Havana’s Our Lady La Merced Church (35 Photos)
Photo Feature by Irina Pino
HAVANA TIMES – If you are a foreign visitor, someone who is passing through, or simply a person of faith, I invite you to visit the Our Lady of Mercy Church, located at Cuba and Merced streets, in the San Isidro neighborhood of Old Havana.
Founded in 1630, it was completed in 1867, thanks to the tribute of counts, marquis, and wealthy families who contributed to its construction. It is currently being restored.
A baroque-style temple, it has three naves separated from each other by enormous semicircular arches. It has no bell tower.
The interior decoration, vaults, murals, and paintings, were made by important 19th century plastic artists, including Manuel Lorenzo, Esteban Chartran, Didier Petit, and Juan Crossa.
For Cubans, the Virgin of Mercy is the Virgin of Las Mercedes and Obatalá. Likewise, she is called the Queen of Peace and the Lady clothed with the sun. She is represented with a white cloak, scapular, broken chains, and shackles.

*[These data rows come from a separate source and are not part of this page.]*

extern crate backtrace;
extern crate cfg_if;
extern crate flate2;
extern crate hex;
extern crate log;
extern crate sha2;
extern crate tempfile;

use cfg_if::cfg_if;

cfg_if! {
    if #[cfg(windows)] {
        extern crate winapi;
    } else if #[cfg(unix)] {
        extern crate libc;
        extern crate nix;
    }
}

pub mod admission;
pub mod bench;
pub mod concurrent;
pub mod hash;
pub mod metrics;
pub mod pipeline;
pub mod progress;
pub mod pump;
pub mod ram_buffer;
pub mod retry;
pub mod sink;
pub mod source;
pub mod stream;
pub mod throttle;

mod commit;
mod error;
mod sys;

pub use error::*;
pub use pump::*;
pub use source::{Chunk, ChunkSource};

pub type Result<T> = std::result::Result<T, self::Error>;

pub const VERSION: &'static str = env!("CARGO_PKG_VERSION");

use std::sync::{Mutex, MutexGuard, PoisonError};

/// Locks a mutex, recovering the guard if a previous holder panicked.
pub(crate) fn lock<T>(m: &Mutex<T>) -> MutexGuard<T> {
    m.lock().unwrap_or_else(PoisonError::into_inner)
}
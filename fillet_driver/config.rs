//! Option defaults from a JSON or TOML file.
//!
//! Top-level keys are option names without the leading dashes (`ram_max` or `ram-max`). A
//! `true` value enables a flag, `false` leaves it off, arrays repeat the option.

use fillet::{Error, Result};

use json::JsonValue;

use log::warn;

use std::fs;
use std::path::Path;

enum Value {
    Flag(bool),
    Text(String),
}

/// Reads `path` and renders its keys as command line arguments. Keys that do not name an
/// option in `known` are skipped with a warning.
pub fn load(path: &Path, known: &[String]) -> Result<Vec<String>> {
    let text = fs::read_to_string(path)?;
    let ext = path
        .extension()
        .and_then(|e| e.to_str())
        .map(|e| e.to_ascii_lowercase());
    let entries = match ext.as_ref().map(String::as_str) {
        Some("json") => from_json(&text)?,
        Some("toml") => from_toml(&text)?,
        _ => {
            return Err(Error::config(format!(
                "Unsupported config format '{}'. Expected .json or .toml",
                path.display()
            )))
        }
    };

    let mut argv = Vec::new();
    for (key, value) in entries {
        let name = format!("--{}", key.replace('_', "-"));
        if name == "--config" || !known.contains(&name) {
            warn!("Ignoring unknown config key '{}' in {}", key, path.display());
            continue;
        }
        match value {
            Value::Flag(true) => argv.push(name),
            Value::Flag(false) => {}
            Value::Text(v) => argv.push(format!("{}={}", name, v)),
        }
    }
    Ok(argv)
}

fn invalid(key: &str) -> Error {
    Error::config(format!("Unsupported value of config key '{}'", key))
}

fn from_json(text: &str) -> Result<Vec<(String, Value)>> {
    let root = json::parse(text).map_err(|e| Error::config(format!("Invalid JSON config: {}", e)))?;
    if !root.is_object() {
        return Err(Error::config("JSON config must be an object"));
    }
    let mut entries = Vec::new();
    for (key, value) in root.entries() {
        match value {
            JsonValue::Null => {}
            JsonValue::Boolean(b) => entries.push((key.to_string(), Value::Flag(*b))),
            JsonValue::Array(items) => {
                for item in items {
                    entries.push((key.to_string(), json_text(key, item)?));
                }
            }
            other => entries.push((key.to_string(), json_text(key, other)?)),
        }
    }
    Ok(entries)
}

fn json_text(key: &str, value: &JsonValue) -> Result<Value> {
    if value.is_string() || value.is_number() {
        Ok(Value::Text(match value.as_str() {
            Some(s) => s.to_string(),
            None => value.dump(),
        }))
    } else {
        Err(invalid(key))
    }
}

fn from_toml(text: &str) -> Result<Vec<(String, Value)>> {
    let table = text
        .parse::<toml::Table>()
        .map_err(|e| Error::config(format!("Invalid TOML config: {}", e)))?;
    let mut entries = Vec::new();
    for (key, value) in table.iter() {
        match value {
            toml::Value::Boolean(b) => entries.push((key.clone(), Value::Flag(*b))),
            toml::Value::Array(items) => {
                for item in items {
                    entries.push((key.clone(), toml_text(key, item)?));
                }
            }
            other => entries.push((key.clone(), toml_text(key, other)?)),
        }
    }
    Ok(entries)
}

fn toml_text(key: &str, value: &toml::Value) -> Result<Value> {
    Ok(Value::Text(match value {
        toml::Value::String(s) => s.clone(),
        toml::Value::Integer(i) => i.to_string(),
        toml::Value::Float(f) => f.to_string(),
        _ => return Err(invalid(key)),
    }))
}
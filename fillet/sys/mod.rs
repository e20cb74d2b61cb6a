use cfg_if::cfg_if;

cfg_if! {
    if #[cfg(windows)] {
        mod windows;
        pub use self::windows::*;
    } else if #[cfg(unix)] {
        mod unix;
        pub use self::unix::*;
    } else {
        compile_error!("fillet doesn't compile for this platform yet");
    }
}
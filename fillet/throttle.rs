//! Soft and hard resource ceilings shared by every write strategy.
//!
//! Rate and CPU limits are soft: the writer sleeps in short bounded increments until the
//! measured value falls back under the ceiling. The RAM limit is hard and aborts the run.

use crate::metrics::{cpu_percent, SystemMetrics};
use crate::{Error, ErrorKind, Result};

use log::warn;

use std::time::Duration;

const MIN_RATE_SLEEP: Duration = Duration::from_millis(1);
const MAX_RATE_SLEEP: Duration = Duration::from_millis(100);
const CPU_SLEEP: Duration = Duration::from_millis(5);

#[derive(Copy, Clone, Debug, Default, PartialEq)]
pub struct Limits {
    /// Bytes per second.
    pub rate: Option<u64>,
    /// Percent of the whole machine, 0..=100.
    pub cpu_percent: Option<f64>,
    /// Resident memory ceiling in bytes.
    pub ram: Option<u64>,
}

pub struct Throttle<'a> {
    limits: Limits,
    metrics: &'a dyn SystemMetrics,
    wall_start: Duration,
    cpu_start: Duration,
}

impl<'a> Throttle<'a> {
    pub fn new(mut limits: Limits, metrics: &'a dyn SystemMetrics) -> Self {
        if limits.rate == Some(0) {
            limits.rate = None;
        }
        let cpu_start = match metrics.cpu_time() {
            Some(t) => t,
            None => {
                if limits.cpu_percent.take().is_some() {
                    warn!("Process CPU time is unavailable, --cpu-limit is ignored");
                }
                Duration::from_secs(0)
            }
        };
        if limits.ram.is_some() && metrics.resident_memory().is_none() {
            warn!("Process memory usage is unavailable, --ram-limit is ignored");
            limits.ram = None;
        }
        Self {
            limits,
            metrics,
            wall_start: metrics.wall_time(),
            cpu_start,
        }
    }

    pub fn limits(&self) -> &Limits {
        &self.limits
    }

    pub fn metrics(&self) -> &'a dyn SystemMetrics {
        self.metrics
    }

    pub fn elapsed(&self) -> Duration {
        self.metrics
            .wall_time()
            .checked_sub(self.wall_start)
            .unwrap_or_default()
    }

    /// Blocks until `written` bytes fit into `rate * elapsed`.
    pub fn pace(&self, written: u64) {
        let rate = match self.limits.rate {
            Some(r) => r as f64,
            None => return,
        };
        loop {
            let allowed = rate * self.elapsed().as_secs_f64();
            let ahead = written as f64 - allowed;
            if ahead <= 0.0 {
                return;
            }
            let wait = Duration::from_secs_f64(ahead / rate);
            self.metrics.sleep(wait.max(MIN_RATE_SLEEP).min(MAX_RATE_SLEEP));
        }
    }

    /// CPU usage of this process since the throttle was created.
    pub fn cpu_usage(&self) -> Option<f64> {
        let cpu = self.metrics.cpu_time()?;
        Some(cpu_percent(
            cpu.checked_sub(self.cpu_start).unwrap_or_default(),
            self.elapsed(),
            self.metrics.cpu_count(),
        ))
    }

    /// Blocks while CPU usage is above the ceiling.
    pub fn cool_down(&self) {
        let limit = match self.limits.cpu_percent {
            Some(l) => l,
            None => return,
        };
        while let Some(usage) = self.cpu_usage() {
            if usage <= limit {
                break;
            }
            self.metrics.sleep(CPU_SLEEP);
        }
    }

    pub fn check_memory(&self) -> Result<()> {
        let limit = match self.limits.ram {
            Some(l) => l,
            None => return Ok(()),
        };
        match self.metrics.resident_memory() {
            Some(rss) if rss > limit => Err(Error::new(ErrorKind::RamLimitExceeded { rss, limit })),
            _ => Ok(()),
        }
    }

    /// All post-write checks in the order the writers apply them.
    pub fn after_write(&self, written: u64) -> Result<()> {
        self.pace(written);
        self.cool_down();
        self.check_memory()
    }

    /// Delay a single worker takes before writing `len` bytes, given an even share of the rate.
    pub fn worker_delay(&self, len: usize, workers: usize) -> Option<Duration> {
        let rate = self.limits.rate?;
        let share = (rate / workers.max(1) as u64).max(1);
        Some(Duration::from_secs_f64(len as f64 / share as f64))
    }

    pub fn hold(&self, d: Duration) {
        if d > Duration::from_secs(0) {
            self.metrics.sleep(d);
        }
    }
}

She arose from one of the invocations of the Virgin Mary. In 1218, San Pedro Nolazco had a vision of this virgin, which prompted him to create the order to redeem Christians who suffered captivity.
In the church you can also observe other saints and virgins, such as Santa Ana, the Virgen de la Caridad del Cobre and San Rafael Arcángel.
But there is a figure that commands everyone’s attention, it is Santa Flora de Cordoba, the woman lying inside an urn. Born in the 9th century, this martyr came from a family that had two faiths, her mother was a Christian, and her father was a Muslim. When her father dies, her brother forces the sisters to convert to his religion, but Flora, unwaveringly devoted to God, resists, for which she is persecuted and tortured for not wanting to renounce her belief.
For a time, she remained hidden by some clerics, until she decided to surrender. A court judges her for apostasy and she finally has her throat cut. Her head is sent to the church of Acisclo (where she hid to pray) and her body is thrown into the Guadalquivir river.
They say that part of her remains, and her blood, were brought in 1863 by P. Geronimo Viladas, founder of the Paules in Cuba.
There is much to see in this peaceful place. With my photo feature I give you a small sample of the solemn beauty and seclusion that is experienced in the religious site, but the ideal is to see it with your own eyes.